During the 1992 campaign, however, it was publicized that two Orthodox Jews—Reggie Dallaire and Nancee Haft—were fired from EDS during the early 1980s and 1985, respectively, with the former being relieved for wearing a beard and the latter for being absent from work during the Jewish holiday of Sukkot.
Perot and Meyerson said they didn’t know about the Dallaire case, and Meyerson told JTA that he himself did not know about Haft’s case, which happened the year after EDS was sold to GM.
“We had a policy of not discriminating against anyone based on religion, race, color or sexual orientation,” Meyerson told the outlet. “Since I am Jewish, I vigorously enforced that policy.”
In a 1992 interview with ABC News, Perot said, “In terms of your inference of discrimination, please don’t lose sight of the fact that the great builder of EDS happened to be a Jew, Mort Meyerson.”

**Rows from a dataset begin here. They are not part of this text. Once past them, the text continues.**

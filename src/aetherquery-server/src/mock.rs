//! Query executor that fabricates results from the query text.
//!
//! Nothing is parsed or stored. The shape of the answer is chosen by a few
//! textual patterns so clients can be exercised against every response form
//! the protocol allows.

use aetherquery_core::error::ErrorCode;
use aetherquery_core::models::{
    BatchRequest, BatchResponse, ErrorDetail, QueryOptions, QueryRequest, QueryResponse,
    QueryResult,
};
use serde_json::{json, Value};
use std::time::{Duration, Instant};

/// Id reported for every simulated insert
pub const MOCK_INSERT_ID: i64 = 42;

#[derive(Debug, Clone, PartialEq)]
enum QueryKind {
    Scalar(i64),
    Users,
    Products,
    Mutation { verb: &'static str },
    Failure,
    Generic,
}

impl QueryKind {
    fn classify(query: &str) -> Self {
        let upper = query.trim().to_ascii_uppercase();

        if upper.contains("ERROR") {
            return QueryKind::Failure;
        }

        for verb in ["INSERT", "UPDATE", "DELETE", "CREATE"] {
            if upper.starts_with(verb) {
                return QueryKind::Mutation { verb };
            }
        }

        if let Some(rest) = upper.strip_prefix("SELECT") {
            if let Ok(value) = rest.trim().trim_end_matches(';').trim().parse::<i64>() {
                return QueryKind::Scalar(value);
            }
        }

        if upper.contains("USERS") {
            QueryKind::Users
        } else if upper.contains("PRODUCTS") {
            QueryKind::Products
        } else {
            QueryKind::Generic
        }
    }
}

#[derive(Debug, Clone, Default)]
pub struct MockExecutor {
    latency: Duration,
}

impl MockExecutor {
    pub fn new(latency: Duration) -> Self {
        Self { latency }
    }

    /// Execute one query after the configured latency
    pub async fn execute(&self, request: &QueryRequest) -> QueryResponse {
        if !self.latency.is_zero() {
            tokio::time::sleep(self.latency).await;
        }
        self.run(request)
    }

    /// Execute every query in order.
    ///
    /// The response holds one entry per input query. A transactional batch
    /// stops executing at the first failure and reports every later query
    /// as not executed; otherwise every query runs. Either way the batch
    /// succeeds only if all of them did.
    pub async fn execute_batch(&self, batch: &BatchRequest) -> BatchResponse {
        let started = Instant::now();
        let mut results = Vec::with_capacity(batch.queries.len());
        let mut aborted = false;

        for request in &batch.queries {
            if aborted {
                results.push(not_executed(request));
                continue;
            }

            let response = self.execute(request).await;
            if !response.success && batch.transaction {
                tracing::debug!(executed = results.len() + 1, "Transactional batch aborted");
                aborted = true;
            }
            results.push(response);
        }

        BatchResponse {
            success: results.iter().all(|response| response.success),
            results,
            total_execution_time: Some(started.elapsed().as_secs_f64()),
        }
    }

    /// Synchronous core of [`execute`](Self::execute), without latency
    pub fn run(&self, request: &QueryRequest) -> QueryResponse {
        let started = Instant::now();
        let options = request.options.clone().unwrap_or_default();
        let kind = QueryKind::classify(&request.query);
        tracing::debug!(query = %request.query, kind = ?kind, "Executing mock query");

        let mut response = QueryResponse {
            success: true,
            query: request.query.clone(),
            ..Default::default()
        };

        match kind {
            QueryKind::Failure => {
                response.success = false;
                response.error = Some(ErrorDetail {
                    code: ErrorCode::QueryExecutionFailed,
                    message: "Simulated query failure".to_string(),
                    details: Some(json!({ "query": request.query })),
                });
            }
            QueryKind::Mutation { verb } if options.read_only == Some(true) => {
                response.success = false;
                response.error = Some(ErrorDetail::new(
                    ErrorCode::ValidationError,
                    format!("{} is not allowed in a read-only query", verb),
                ));
            }
            QueryKind::Mutation { verb } => {
                response.affected_rows = Some(if verb == "CREATE" { 0 } else { 1 });
                if verb == "INSERT" {
                    response.last_insert_id = Some(MOCK_INSERT_ID);
                }
            }
            QueryKind::Scalar(value) => {
                response.result = Some(table(
                    &["value"],
                    vec![vec![json!(value)]],
                    &options,
                    &request.query,
                ));
            }
            QueryKind::Users => {
                response.result = Some(table(
                    &["id", "name", "email", "status", "created_at"],
                    users(),
                    &options,
                    &request.query,
                ));
            }
            QueryKind::Products => {
                response.result = Some(table(
                    &["id", "name", "price", "in_stock"],
                    products(),
                    &options,
                    &request.query,
                ));
            }
            QueryKind::Generic => {
                response.result = Some(table(
                    &["query", "status"],
                    vec![vec![json!(request.query), json!("executed")]],
                    &options,
                    &request.query,
                ));
            }
        }

        let elapsed = started.elapsed().as_secs_f64();
        if let Some(result) = response.result.as_mut() {
            result.execution_time = Some(elapsed);
        }
        response.execution_time = Some(elapsed);
        response
    }
}

fn not_executed(request: &QueryRequest) -> QueryResponse {
    QueryResponse {
        success: false,
        query: request.query.clone(),
        error: Some(ErrorDetail::new(
            ErrorCode::QueryExecutionFailed,
            "not executed: transaction aborted",
        )),
        ..Default::default()
    }
}

/// Build a result, honoring a trailing `LIMIT n` and `max_rows`
fn table(
    columns: &[&str],
    mut rows: Vec<Vec<Value>>,
    options: &QueryOptions,
    query: &str,
) -> QueryResult {
    if let Some(limit) = limit_clause(query) {
        rows.truncate(limit);
    }
    if let Some(max_rows) = options.max_rows {
        rows.truncate(max_rows);
    }

    QueryResult {
        columns: columns.iter().map(|c| c.to_string()).collect(),
        row_count: rows.len(),
        rows,
        execution_time: None,
    }
}

fn limit_clause(query: &str) -> Option<usize> {
    let upper = query.to_ascii_uppercase();
    let position = upper.rfind("LIMIT")?;
    upper[position + "LIMIT".len()..]
        .split_whitespace()
        .next()?
        .trim_end_matches(';')
        .parse()
        .ok()
}

fn users() -> Vec<Vec<Value>> {
    vec![
        user(1, "Alice", "active", "2024-01-15"),
        user(2, "Bob", "active", "2024-02-20"),
        user(3, "Carol", "inactive", "2024-03-10"),
    ]
}

fn user(id: i64, name: &str, status: &str, created_at: &str) -> Vec<Value> {
    let email = format!("{}@example.com", name.to_ascii_lowercase());
    vec![json!(id), json!(name), json!(email), json!(status), json!(created_at)]
}

fn products() -> Vec<Vec<Value>> {
    vec![
        vec![json!(1), json!("Keyboard"), json!(49.99), json!(true)],
        vec![json!(2), json!("Monitor"), json!(199.0), json!(true)],
        vec![json!(3), json!("Webcam"), json!(79.5), json!(false)],
    ]
}

#[cfg(test)]
mod tests {
    use super::*;

    fn run(query: &str) -> QueryResponse {
        MockExecutor::default().run(&QueryRequest::new(query))
    }

    #[test]
    fn test_scalar_select() {
        let response = run("SELECT 1");
        assert!(response.success);
        assert_eq!(response.first_value(), Some(&json!(1)));

        let response = run("select -7;");
        assert_eq!(response.first_value(), Some(&json!(-7)));
    }

    #[test]
    fn test_users_table() {
        let response = run("SELECT * FROM users");
        let result = response.result.clone().unwrap();
        assert_eq!(result.row_count, 3);
        assert_eq!(result.columns[1], "name");
        assert_eq!(response.records()[0].get("name"), Some(&json!("Alice")));
    }

    #[test]
    fn test_products_table() {
        let response = run("SELECT name, price FROM products");
        let result = response.result.unwrap();
        assert_eq!(
            result.get_column_by_name("name"),
            Some(vec![&json!("Keyboard"), &json!("Monitor"), &json!("Webcam")])
        );
    }

    #[test]
    fn test_limit_and_max_rows() {
        let response = run("SELECT * FROM users LIMIT 2");
        assert_eq!(response.result.unwrap().row_count, 2);

        let request = QueryRequest::new("SELECT * FROM users")
            .with_options(QueryOptions::default().max_rows(1));
        let response = MockExecutor::default().run(&request);
        let result = response.result.unwrap();
        assert_eq!(result.rows.len(), 1);
        assert_eq!(result.row_count, 1);
    }

    #[test]
    fn test_mutations() {
        let insert = run("INSERT INTO users (name) VALUES ('Dave')");
        assert!(insert.success);
        assert!(insert.result.is_none());
        assert_eq!(insert.affected_rows, Some(1));
        assert_eq!(insert.last_insert_id, Some(MOCK_INSERT_ID));

        let update = run("UPDATE users SET status = 'active'");
        assert_eq!(update.affected_rows, Some(1));
        assert_eq!(update.last_insert_id, None);

        let create = run("CREATE TABLE t (id INTEGER)");
        assert_eq!(create.affected_rows, Some(0));
    }

    #[test]
    fn test_read_only_rejects_mutation() {
        let request = QueryRequest::new("DELETE FROM users")
            .with_options(QueryOptions::default().read_only(true));
        let response = MockExecutor::default().run(&request);
        assert!(!response.success);
        let err = response.validate().unwrap_err();
        assert_eq!(err.code, ErrorCode::ValidationError);
    }

    #[test]
    fn test_failure_pattern() {
        let response = run("SELECT error FROM nowhere");
        assert!(!response.success);
        assert!(response.result.is_none());
        assert_eq!(
            response.error.map(|e| e.code),
            Some(ErrorCode::QueryExecutionFailed)
        );
    }

    #[test]
    fn test_generic_query() {
        let response = run("SHOW TABLES");
        assert!(response.success);
        assert_eq!(response.first_row().unwrap().get("status"), Some(&json!("executed")));
    }

    #[tokio::test]
    async fn test_transactional_batch_stops_at_failure() {
        let batch = BatchRequest {
            queries: vec![
                QueryRequest::new("INSERT INTO t VALUES (1)"),
                QueryRequest::new("SELECT error"),
                QueryRequest::new("SELECT 2"),
            ],
            transaction: true,
        };

        let response = MockExecutor::default().execute_batch(&batch).await;
        assert!(!response.success);
        assert_eq!(response.results.len(), batch.queries.len());
        assert_eq!(
            response.failures().map(|(i, _)| i).collect::<Vec<_>>(),
            vec![1, 2]
        );

        let skipped = &response.results[2];
        assert_eq!(skipped.query, "SELECT 2");
        assert!(skipped.result.is_none());
        let detail = skipped.error.as_ref().unwrap();
        assert_eq!(detail.code, ErrorCode::QueryExecutionFailed);
        assert!(detail.message.contains("not executed"));
    }

    #[tokio::test]
    async fn test_plain_batch_runs_everything() {
        let batch = BatchRequest {
            queries: vec![QueryRequest::new("SELECT error"), QueryRequest::new("SELECT 2")],
            transaction: false,
        };

        let response = MockExecutor::default().execute_batch(&batch).await;
        assert!(!response.success);
        assert_eq!(response.results.len(), 2);
        assert!(response.results[1].success);
    }

    #[tokio::test]
    async fn test_simulated_latency() {
        let executor = MockExecutor::new(Duration::from_millis(30));
        let started = Instant::now();
        executor.execute(&QueryRequest::new("SELECT 1")).await;
        assert!(started.elapsed() >= Duration::from_millis(30));
    }
}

Perot gave the biggest single donation to a new cultural hall in Dallas, contingent upon it being named for Myerson. The Meyerson Symphony Center opened in September 1989.
Two years earlier, Perot was honored with the Raoul Wallenberg Award “for his personal courage in the dramatic rescue of his [two] American employees being held captive in Iran” during the Iranian hostage crisis from November 1979 to January 1981, according to the website of the Raoul Wallenberg Award Committee of the United States. The award is known for the Swedish diplomat who saved thousands of Hungarian Jews during the Holocaust.
“The things he did were just incredible,” said Perot of Wallenberg upon accepting the award. “He had to go up against [Adolf] Eichmann … he had nothing but gall, bluff, brains, wits, creative ability.”
In 1996, Perot ran under the Reform Party banner, winning 8 percent of the popular vote—more than 10 points lower than four years before. Clinton won re-election.
Perot is survived by his wife, Margot; their five children; a sister; and 19 grandchildren.